→ **Assignment**
Write down exactly the lines of the records below, beginning with the first and ending with the line that includes "the endpoint URL".

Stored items
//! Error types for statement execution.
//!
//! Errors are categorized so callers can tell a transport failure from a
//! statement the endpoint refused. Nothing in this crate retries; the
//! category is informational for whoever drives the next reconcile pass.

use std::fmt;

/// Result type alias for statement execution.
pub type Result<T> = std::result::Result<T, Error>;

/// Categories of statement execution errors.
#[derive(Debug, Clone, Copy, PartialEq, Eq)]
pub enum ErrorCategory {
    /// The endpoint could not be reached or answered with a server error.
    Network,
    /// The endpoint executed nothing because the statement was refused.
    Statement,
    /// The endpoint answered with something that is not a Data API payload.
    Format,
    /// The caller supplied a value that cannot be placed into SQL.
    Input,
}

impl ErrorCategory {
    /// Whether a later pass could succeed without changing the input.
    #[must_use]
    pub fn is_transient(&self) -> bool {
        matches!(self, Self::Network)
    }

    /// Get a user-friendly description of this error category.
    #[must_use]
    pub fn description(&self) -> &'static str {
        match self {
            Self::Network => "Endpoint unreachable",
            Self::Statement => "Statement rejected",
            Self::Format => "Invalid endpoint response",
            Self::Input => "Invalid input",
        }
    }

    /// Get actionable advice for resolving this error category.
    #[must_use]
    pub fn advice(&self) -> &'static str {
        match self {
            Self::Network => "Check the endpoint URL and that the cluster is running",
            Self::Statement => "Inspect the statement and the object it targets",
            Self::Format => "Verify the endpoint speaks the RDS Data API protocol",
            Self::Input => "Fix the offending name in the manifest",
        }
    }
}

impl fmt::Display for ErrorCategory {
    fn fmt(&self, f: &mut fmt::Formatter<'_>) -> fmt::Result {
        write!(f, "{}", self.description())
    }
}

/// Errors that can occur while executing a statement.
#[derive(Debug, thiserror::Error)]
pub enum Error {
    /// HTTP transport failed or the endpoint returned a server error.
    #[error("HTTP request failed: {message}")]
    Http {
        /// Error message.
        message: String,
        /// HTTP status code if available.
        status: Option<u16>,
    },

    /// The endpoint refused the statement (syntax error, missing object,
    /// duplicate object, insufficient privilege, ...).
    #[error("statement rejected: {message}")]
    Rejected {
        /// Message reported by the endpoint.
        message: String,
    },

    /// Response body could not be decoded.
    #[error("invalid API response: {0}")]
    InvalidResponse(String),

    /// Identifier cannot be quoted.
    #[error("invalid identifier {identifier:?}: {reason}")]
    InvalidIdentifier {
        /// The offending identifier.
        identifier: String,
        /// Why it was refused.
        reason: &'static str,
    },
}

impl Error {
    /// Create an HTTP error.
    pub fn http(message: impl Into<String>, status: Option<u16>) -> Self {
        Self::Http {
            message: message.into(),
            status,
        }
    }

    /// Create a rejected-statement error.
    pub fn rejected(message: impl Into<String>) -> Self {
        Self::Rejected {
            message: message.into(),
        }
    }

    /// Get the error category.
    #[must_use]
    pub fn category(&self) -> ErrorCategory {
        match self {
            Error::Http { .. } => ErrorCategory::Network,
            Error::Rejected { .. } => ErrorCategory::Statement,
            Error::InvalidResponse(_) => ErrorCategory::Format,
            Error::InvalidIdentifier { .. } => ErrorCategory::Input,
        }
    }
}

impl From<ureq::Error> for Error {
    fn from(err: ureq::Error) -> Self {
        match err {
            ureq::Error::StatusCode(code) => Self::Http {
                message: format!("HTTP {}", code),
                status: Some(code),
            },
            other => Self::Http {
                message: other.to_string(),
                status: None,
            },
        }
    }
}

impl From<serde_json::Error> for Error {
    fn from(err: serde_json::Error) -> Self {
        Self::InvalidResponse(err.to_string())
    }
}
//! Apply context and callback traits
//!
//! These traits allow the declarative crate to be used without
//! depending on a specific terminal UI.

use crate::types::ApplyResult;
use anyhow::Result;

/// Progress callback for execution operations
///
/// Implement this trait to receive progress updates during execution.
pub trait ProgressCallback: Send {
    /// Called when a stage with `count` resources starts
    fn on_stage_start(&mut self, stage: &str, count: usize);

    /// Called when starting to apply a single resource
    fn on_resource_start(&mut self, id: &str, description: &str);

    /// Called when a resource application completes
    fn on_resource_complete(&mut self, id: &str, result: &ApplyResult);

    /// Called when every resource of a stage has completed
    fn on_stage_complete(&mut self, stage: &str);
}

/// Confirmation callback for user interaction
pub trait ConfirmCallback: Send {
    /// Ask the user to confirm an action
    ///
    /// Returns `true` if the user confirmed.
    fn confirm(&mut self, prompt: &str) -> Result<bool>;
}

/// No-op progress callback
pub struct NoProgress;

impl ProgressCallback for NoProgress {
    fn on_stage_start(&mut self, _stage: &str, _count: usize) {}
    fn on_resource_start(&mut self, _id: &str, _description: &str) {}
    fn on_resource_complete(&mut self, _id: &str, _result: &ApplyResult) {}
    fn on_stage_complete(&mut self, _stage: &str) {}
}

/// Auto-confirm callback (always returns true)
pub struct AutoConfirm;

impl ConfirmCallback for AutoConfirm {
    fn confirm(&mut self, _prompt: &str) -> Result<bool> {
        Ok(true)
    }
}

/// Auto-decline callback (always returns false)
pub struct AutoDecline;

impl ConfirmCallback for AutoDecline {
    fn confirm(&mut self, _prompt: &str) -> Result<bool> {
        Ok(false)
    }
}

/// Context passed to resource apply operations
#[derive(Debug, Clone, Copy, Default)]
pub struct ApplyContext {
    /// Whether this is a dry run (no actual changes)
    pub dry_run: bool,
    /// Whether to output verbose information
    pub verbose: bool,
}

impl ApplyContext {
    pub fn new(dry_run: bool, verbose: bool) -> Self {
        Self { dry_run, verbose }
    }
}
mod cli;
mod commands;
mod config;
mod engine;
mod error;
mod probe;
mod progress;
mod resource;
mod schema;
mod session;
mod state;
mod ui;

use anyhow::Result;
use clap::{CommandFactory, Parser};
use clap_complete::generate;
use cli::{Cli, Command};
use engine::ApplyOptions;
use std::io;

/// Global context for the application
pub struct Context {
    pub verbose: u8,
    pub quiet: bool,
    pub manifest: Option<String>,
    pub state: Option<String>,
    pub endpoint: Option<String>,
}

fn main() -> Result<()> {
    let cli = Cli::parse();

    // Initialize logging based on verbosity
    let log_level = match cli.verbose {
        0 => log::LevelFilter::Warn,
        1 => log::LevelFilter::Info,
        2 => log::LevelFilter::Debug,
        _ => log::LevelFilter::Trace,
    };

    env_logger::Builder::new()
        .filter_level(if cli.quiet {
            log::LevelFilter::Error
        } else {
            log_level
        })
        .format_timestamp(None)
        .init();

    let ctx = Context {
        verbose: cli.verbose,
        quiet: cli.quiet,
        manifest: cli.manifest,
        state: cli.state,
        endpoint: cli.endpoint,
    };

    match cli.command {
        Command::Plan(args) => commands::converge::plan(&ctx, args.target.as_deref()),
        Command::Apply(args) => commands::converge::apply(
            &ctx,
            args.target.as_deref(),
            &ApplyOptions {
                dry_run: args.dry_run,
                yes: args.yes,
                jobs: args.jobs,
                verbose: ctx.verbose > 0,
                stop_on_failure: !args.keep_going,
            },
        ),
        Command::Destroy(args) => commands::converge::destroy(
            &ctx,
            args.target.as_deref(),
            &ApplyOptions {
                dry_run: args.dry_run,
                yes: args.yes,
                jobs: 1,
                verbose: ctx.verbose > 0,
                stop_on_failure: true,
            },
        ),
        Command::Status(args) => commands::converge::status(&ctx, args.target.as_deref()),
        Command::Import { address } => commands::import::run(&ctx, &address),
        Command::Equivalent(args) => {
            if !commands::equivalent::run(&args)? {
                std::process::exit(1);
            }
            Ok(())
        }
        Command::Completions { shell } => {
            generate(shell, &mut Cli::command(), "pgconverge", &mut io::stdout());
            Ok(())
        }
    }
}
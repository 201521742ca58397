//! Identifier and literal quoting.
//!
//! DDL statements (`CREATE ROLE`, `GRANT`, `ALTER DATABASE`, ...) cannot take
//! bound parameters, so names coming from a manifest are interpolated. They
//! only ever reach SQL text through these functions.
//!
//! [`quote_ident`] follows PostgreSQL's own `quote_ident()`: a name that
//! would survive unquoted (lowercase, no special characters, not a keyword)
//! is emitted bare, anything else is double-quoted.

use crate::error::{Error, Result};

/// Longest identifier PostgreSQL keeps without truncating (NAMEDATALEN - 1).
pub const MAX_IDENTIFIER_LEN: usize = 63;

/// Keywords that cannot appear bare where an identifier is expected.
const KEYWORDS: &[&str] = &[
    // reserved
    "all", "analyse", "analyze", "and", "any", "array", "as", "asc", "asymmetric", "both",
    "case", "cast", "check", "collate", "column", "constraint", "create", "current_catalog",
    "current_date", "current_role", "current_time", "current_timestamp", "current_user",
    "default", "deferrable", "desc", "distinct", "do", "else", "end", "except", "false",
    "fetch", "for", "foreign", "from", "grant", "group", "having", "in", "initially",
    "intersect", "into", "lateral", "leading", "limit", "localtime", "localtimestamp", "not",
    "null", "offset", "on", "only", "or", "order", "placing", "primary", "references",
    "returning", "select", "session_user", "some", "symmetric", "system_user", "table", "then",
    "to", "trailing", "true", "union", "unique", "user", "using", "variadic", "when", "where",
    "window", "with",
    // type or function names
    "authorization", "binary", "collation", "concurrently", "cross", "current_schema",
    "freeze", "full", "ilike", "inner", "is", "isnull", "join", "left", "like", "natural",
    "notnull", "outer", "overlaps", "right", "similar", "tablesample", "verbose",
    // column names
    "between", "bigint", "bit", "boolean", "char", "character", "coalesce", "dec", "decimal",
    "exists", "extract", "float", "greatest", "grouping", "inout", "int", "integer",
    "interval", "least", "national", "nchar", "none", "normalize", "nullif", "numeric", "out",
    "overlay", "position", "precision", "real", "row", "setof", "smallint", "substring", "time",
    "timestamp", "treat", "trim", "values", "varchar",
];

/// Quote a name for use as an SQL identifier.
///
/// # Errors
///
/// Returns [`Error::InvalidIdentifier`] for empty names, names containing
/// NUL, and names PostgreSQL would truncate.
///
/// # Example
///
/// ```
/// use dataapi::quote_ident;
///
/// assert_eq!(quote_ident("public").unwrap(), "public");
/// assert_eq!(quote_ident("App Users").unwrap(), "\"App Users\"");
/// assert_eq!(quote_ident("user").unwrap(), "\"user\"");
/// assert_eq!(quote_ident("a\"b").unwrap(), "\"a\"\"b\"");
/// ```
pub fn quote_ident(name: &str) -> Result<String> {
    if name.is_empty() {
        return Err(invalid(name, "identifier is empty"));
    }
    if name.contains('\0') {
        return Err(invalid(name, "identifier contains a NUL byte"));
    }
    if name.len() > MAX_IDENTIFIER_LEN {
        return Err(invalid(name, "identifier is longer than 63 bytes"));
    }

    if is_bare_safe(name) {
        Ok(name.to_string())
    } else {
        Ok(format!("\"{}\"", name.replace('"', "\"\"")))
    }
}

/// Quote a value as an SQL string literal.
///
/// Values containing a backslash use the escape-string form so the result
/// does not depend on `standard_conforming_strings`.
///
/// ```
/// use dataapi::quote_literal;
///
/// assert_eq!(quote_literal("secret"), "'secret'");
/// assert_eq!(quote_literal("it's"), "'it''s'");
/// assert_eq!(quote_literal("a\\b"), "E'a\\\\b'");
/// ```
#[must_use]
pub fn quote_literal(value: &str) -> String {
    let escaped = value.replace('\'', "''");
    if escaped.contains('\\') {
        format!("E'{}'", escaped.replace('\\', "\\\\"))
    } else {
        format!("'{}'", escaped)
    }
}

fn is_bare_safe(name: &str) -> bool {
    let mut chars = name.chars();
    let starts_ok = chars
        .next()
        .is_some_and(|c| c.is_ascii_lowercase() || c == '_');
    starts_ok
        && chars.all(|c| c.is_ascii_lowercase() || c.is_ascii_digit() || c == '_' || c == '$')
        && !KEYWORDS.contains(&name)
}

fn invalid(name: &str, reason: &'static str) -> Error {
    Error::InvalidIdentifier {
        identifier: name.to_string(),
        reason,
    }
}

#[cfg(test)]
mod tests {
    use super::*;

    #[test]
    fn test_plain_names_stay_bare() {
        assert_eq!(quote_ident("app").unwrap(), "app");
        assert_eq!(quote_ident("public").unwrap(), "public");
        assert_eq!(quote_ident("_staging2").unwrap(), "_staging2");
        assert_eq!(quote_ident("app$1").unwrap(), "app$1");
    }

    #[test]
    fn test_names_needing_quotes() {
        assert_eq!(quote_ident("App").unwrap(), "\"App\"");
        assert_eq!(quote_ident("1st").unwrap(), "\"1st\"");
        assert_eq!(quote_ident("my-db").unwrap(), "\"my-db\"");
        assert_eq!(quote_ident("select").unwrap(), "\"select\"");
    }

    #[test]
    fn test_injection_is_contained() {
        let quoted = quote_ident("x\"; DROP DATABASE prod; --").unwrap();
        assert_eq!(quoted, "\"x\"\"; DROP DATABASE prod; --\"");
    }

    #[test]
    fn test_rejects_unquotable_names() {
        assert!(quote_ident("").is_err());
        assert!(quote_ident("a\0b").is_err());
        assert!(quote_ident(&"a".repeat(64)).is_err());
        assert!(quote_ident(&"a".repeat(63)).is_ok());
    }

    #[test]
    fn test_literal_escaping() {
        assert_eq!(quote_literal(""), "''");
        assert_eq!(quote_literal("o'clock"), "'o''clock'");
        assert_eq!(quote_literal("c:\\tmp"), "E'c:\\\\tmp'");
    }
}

→ **Result**
//! Error types for statement execution.
//!
//! Errors are categorized so callers can tell a transport failure from a
//! statement the endpoint refused. Nothing in this crate retries; the
//! category is informational for whoever drives the next reconcile pass.

use std::fmt;

/// Result type alias for statement execution.
pub type Result<T> = std::result::Result<T, Error>;

/// Categories of statement execution errors.
#[derive(Debug, Clone, Copy, PartialEq, Eq)]
pub enum ErrorCategory {
    /// The endpoint could not be reached or answered with a server error.
    Network,
    /// The endpoint executed nothing because the statement was refused.
    Statement,
    /// The endpoint answered with something that is not a Data API payload.
    Format,
    /// The caller supplied a value that cannot be placed into SQL.
    Input,
}

impl ErrorCategory {
    /// Whether a later pass could succeed without changing the input.
    #[must_use]
    pub fn is_transient(&self) -> bool {
        matches!(self, Self::Network)
    }

    /// Get a user-friendly description of this error category.
    #[must_use]
    pub fn description(&self) -> &'static str {
        match self {
            Self::Network => "Endpoint unreachable",
            Self::Statement => "Statement rejected",
            Self::Format => "Invalid endpoint response",
            Self::Input => "Invalid input",
        }
    }

    /// Get actionable advice for resolving this error category.
    #[must_use]
    pub fn advice(&self) -> &'static str {
        match self {
            Self::Network => "Check the endpoint URL and that the cluster is running",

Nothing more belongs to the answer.